← All posts
December 10, 2017·2 min read

Imposter! I Am My Own Worst Enemy

Personal account of experiencing impostor syndrome while progressing through a coding bootcamp despite being self-taught.

programmingbootcampimposter-syndromemotivationweb-development
Imposter! I Am My Own Worst Enemy

Originally posted on Medium.

Despite coming into the DigitalCrafts bootcamp more prepared than most of my peers — some even suggested I skip ahead and just start job searching — I still don't feel like I know what I'm doing. That paradox is what motivated me to write about it.

Impostor syndrome is common in this industry. I wanted to put some thoughts down to hopefully help other aspiring developers who are going through the same struggle.

How Much Is Enough?

Programming has a unique characteristic: you don't need complete knowledge — only sufficient knowledge. The problem is that "sufficient" is nearly impossible to define.

A bootcamp instructor gave me the best analogy I've heard: "Learning programming is like constantly drowning. Just when you feel like you reach the surface, the water rises."

Possibility Storm by Jason Felix

This applies to almost any pursuit. When you're learning to solve a Rubik's cube you follow the instructions until it becomes muscle memory. Then you get proficient — and suddenly you discover speedcubers and world records, and the self-doubt rushes back in despite genuine competence.

Programming mirrors this intensely. As your knowledge expands, you simultaneously discover exponentially more unknown territory. The amount of things you don't know always seems to grow faster than what you've learned.

Knowing Yourself Is The Beginning Of All Wisdom

The answer isn't to measure yourself against others — it's introspection.

I've reminded my classmates of what we've actually accomplished: in one month we covered Python, HTML, CSS, JavaScript, Bootstrap, Sass, JSON, and several mini projects. A college course compresses equivalent material across an entire semester. We covered it in weeks.

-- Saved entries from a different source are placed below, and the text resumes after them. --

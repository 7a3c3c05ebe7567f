/// Stages modelled on a tiny sensor pipeline, used across integration tests.
pub mod sensor {
    use std::cell::Cell;

    use wand_core::{Process, Start, pipe_operator};

    /// A sensor that returns a fixed sequence of raw readings, one per call,
    /// repeating once the sequence is exhausted.
    pub struct Sensor {
        readings: Vec<u16>,
        cursor: Cell<usize>,
    }

    impl Sensor {
        pub fn new(readings: Vec<u16>) -> Self {
            assert!(!readings.is_empty(), "a sensor needs at least one reading");
            Self {
                readings,
                cursor: Cell::new(0),
            }
        }

        /// A sensor that always returns the same reading.
        pub fn constant(reading: u16) -> Self {
            Self::new(vec![reading])
        }
    }

    impl Start for Sensor {
        type Output = u16;

        fn start(&self) -> u16 {
            let index = self.cursor.get();
            self.cursor.set((index + 1) % self.readings.len());
            self.readings[index]
        }
    }

    /// Converts a raw 12-bit reading into volts for a given reference voltage.
    pub struct ToVolts {
        pub reference: f64,
    }

    impl Process for ToVolts {
        type Input = u16;
        type Output = f64;

        fn process(&self, raw: u16) -> f64 {
            f64::from(raw) / 4095.0 * self.reference
        }
    }

    /// Converts volts into degrees Celsius for a linear temperature probe.
    pub struct ToCelsius {
        pub offset_volts: f64,
        pub volts_per_degree: f64,
    }

    impl Process for ToCelsius {
        type Input = f64;
        type Output = f64;

        fn process(&self, volts: f64) -> f64 {
            (volts - self.offset_volts) / self.volts_per_degree
        }
    }

    pipe_operator! {
        <> Sensor,
        <> ToVolts,
        <> ToCelsius,
    }
}
use crate::{Action, End, Process, Start};

/// A type-erased [`Start`] producing `T`.
pub type BoxStart<'a, T> = Box<dyn Start<Output = T> + 'a>;

/// A type-erased [`Process`] mapping `I` to `O`.
pub type BoxProcess<'a, I, O> = Box<dyn Process<Input = I, Output = O> + 'a>;

/// A type-erased [`End`] consuming `I`.
pub type BoxEnd<'a, I> = Box<dyn End<Input = I> + 'a>;

/// A type-erased [`Action`].
pub type BoxAction<'a> = Box<dyn Action + 'a>;
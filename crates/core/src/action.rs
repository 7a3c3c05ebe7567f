use crate::BoxAction;

/// A fully composed, runnable pipeline.
///
/// An `Action` takes nothing and returns nothing. It is what a [`Start`]
/// becomes once it is fed into an [`End`]: every stage is bound, and calling
/// [`run()`] drives one value from the start through to the end.
///
/// An action can be run any number of times. Each run is independent and
/// evaluates every stage exactly once, left to right.
///
/// # Example
///
/// ```rust
/// use std::cell::RefCell;
/// use wand_core::{Action, end_fn, process_fn, start_fn};
///
/// let log = RefCell::new(Vec::new());
///
/// let pipeline = start_fn(|| 10)
///     | process_fn(|x: i32| x + 5)
///     | process_fn(|x: i32| x * 2)
///     | end_fn(|x: i32| log.borrow_mut().push(x));
///
/// pipeline.run();
/// pipeline.run();
/// assert_eq!(*log.borrow(), vec![30, 30]);
/// ```
///
/// [`Start`]: crate::Start
/// [`End`]: crate::End
/// [`run()`]: Action::run
pub trait Action {
    /// Runs the pipeline once.
    fn run(&self);

    /// Erases the concrete type of this action.
    fn boxed<'a>(self) -> BoxAction<'a>
    where
        Self: Sized + 'a,
    {
        Box::new(self)
    }
}

impl<A> Action for &A
where
    A: Action + ?Sized,
{
    fn run(&self) {
        (**self).run();
    }
}

impl<A> Action for Box<A>
where
    A: Action + ?Sized,
{
    fn run(&self) {
        (**self).run();
    }
}

#[cfg(test)]
mod tests {
    use std::cell::{Cell, RefCell};

    use super::*;
    use crate::{action_fn, end_fn, start_fn};

    #[test]
    fn action_fn_runs_closure() {
        let runs = Cell::new(0);
        let bump = action_fn(|| runs.set(runs.get() + 1));

        bump.run();
        bump.run();

        assert_eq!(runs.get(), 2);
    }

    #[test]
    fn boxed_actions_run_in_order() {
        let order = RefCell::new(Vec::new());

        let actions: Vec<BoxAction<'_>> = vec![
            (start_fn(|| "a") | end_fn(|v: &'static str| order.borrow_mut().push(v))).boxed(),
            action_fn(|| order.borrow_mut().push("b")).boxed(),
            (start_fn(|| "c") | end_fn(|v: &'static str| order.borrow_mut().push(v))).boxed(),
        ];

        for action in &actions {
            action.run();
        }

        assert_eq!(*order.borrow(), vec!["a", "b", "c"]);
    }
}
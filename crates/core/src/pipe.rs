use crate::{Action, End, Process, Start};

/// Implements the `|` operator for one or more stage types.
///
/// Each listed type gains `BitOr<Rhs>` with `Output = Then<Self, Rhs>`, so
/// `stage | next` builds the same value as `compose(stage, next)`.
///
/// Every stage type in this crate already has the operator. Crates that
/// define their own stage types can use this macro to join in; for types
/// from elsewhere, wrap the first stage with [`pipe()`] instead.
///
/// # Example
///
/// ```rust
/// use wand_core::{Start, pipe_operator, process_fn};
///
/// struct Seven;
///
/// impl Start for Seven {
///     type Output = u32;
///
///     fn start(&self) -> u32 {
///         7
///     }
/// }
///
/// pipe_operator!(<> Seven);
///
/// let squared = Seven | process_fn(|x: u32| x * x);
/// assert_eq!(squared.start(), 49);
/// ```
#[macro_export]
macro_rules! pipe_operator {
    ($(<$($param:ident),*> $stage:ty),+ $(,)?) => {
        $(
            impl<$($param,)* Rhs> ::core::ops::BitOr<Rhs> for $stage {
                type Output = $crate::Then<Self, Rhs>;

                fn bitor(self, next: Rhs) -> Self::Output {
                    $crate::Then::new(self, next)
                }
            }
        )+
    };
}

pipe_operator! {
    <F> crate::StartFn<F>,
    <F, I> crate::ProcessFn<F, I>,
    <F, I> crate::EndFn<F, I>,
    <F> crate::ActionFn<F>,
    <T> crate::Identity<T>,
    <S, Handler> crate::Inspect<S, Handler>,
    <A, B> crate::Then<A, B>,
    <T> Pipe<T>,
}

/// A stage lifted into the `|` operator.
///
/// `Pipe` forwards whichever roles its content implements, unchanged. Use it
/// to start a `|` chain from a stage type that does not implement the
/// operator itself, such as a boxed stage or a reference.
#[derive(Debug, Clone, Copy, PartialEq, Eq, Hash)]
pub struct Pipe<T>(T);

impl<T> Pipe<T> {
    /// Returns the wrapped stage.
    pub fn into_inner(self) -> T {
        self.0
    }
}

/// Lifts any stage into the `|` operator.
///
/// # Example
///
/// ```rust
/// use wand_core::{Process, pipe, process_fn};
///
/// struct Halve;
///
/// impl Process for Halve {
///     type Input = f64;
///     type Output = f64;
///
///     fn process(&self, input: f64) -> f64 {
///         input / 2.0
///     }
/// }
///
/// let composed = pipe(Halve) | Halve | process_fn(|x: f64| x.to_string());
/// assert_eq!(composed.process(10.0), "2.5");
/// ```
pub const fn pipe<T>(stage: T) -> Pipe<T> {
    Pipe(stage)
}

impl<T> Start for Pipe<T>
where
    T: Start,
{
    type Output = T::Output;

    fn start(&self) -> Self::Output {
        self.0.start()
    }
}

impl<T> Process for Pipe<T>
where
    T: Process,
{
    type Input = T::Input;
    type Output = T::Output;

    fn process(&self, input: Self::Input) -> Self::Output {
        self.0.process(input)
    }
}

impl<T> End for Pipe<T>
where
    T: End,
{
    type Input = T::Input;

    fn end(&self, input: Self::Input) {
        self.0.end(input);
    }
}

impl<T> Action for Pipe<T>
where
    T: Action,
{
    fn run(&self) {
        self.0.run();
    }
}
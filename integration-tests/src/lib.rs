//! Shared stages for the cross-crate pipeline tests.

pub mod test_stages;
//! Reusable observation stages for wand pipelines.
//!
//! The composition algebra in `wand-core` never observes what flows through
//! it. The stages in this crate do, and they compose like any other stage:
//!
//! - [`Traced`]: wraps any stage in a `tracing` span per invocation
//! - [`Recorder`]: an [`End`] that keeps every value it receives
//! - [`Counted`]: wraps any stage and counts its invocations
//!
//! [`Recorder`] and [`Counted`] share their state through `Rc`, matching the
//! single-threaded model of the algebra.
//!
//! [`End`]: wand_core::End

mod counted;
mod recorder;
mod traced;

pub use counted::{CallCount, Counted, counted};
pub use recorder::Recorder;
pub use traced::{Traced, traced};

By any objective measure, each of them has a firmer understanding of web development after one month than most programmers do at the same stage — myself included.

Call To Mind by Terese Nielsen

My advice: look at what you can do today that you couldn't do a month ago. The observable progress in your own abilities is the proof you need. Evidence-based self-assessment beats external comparison every time.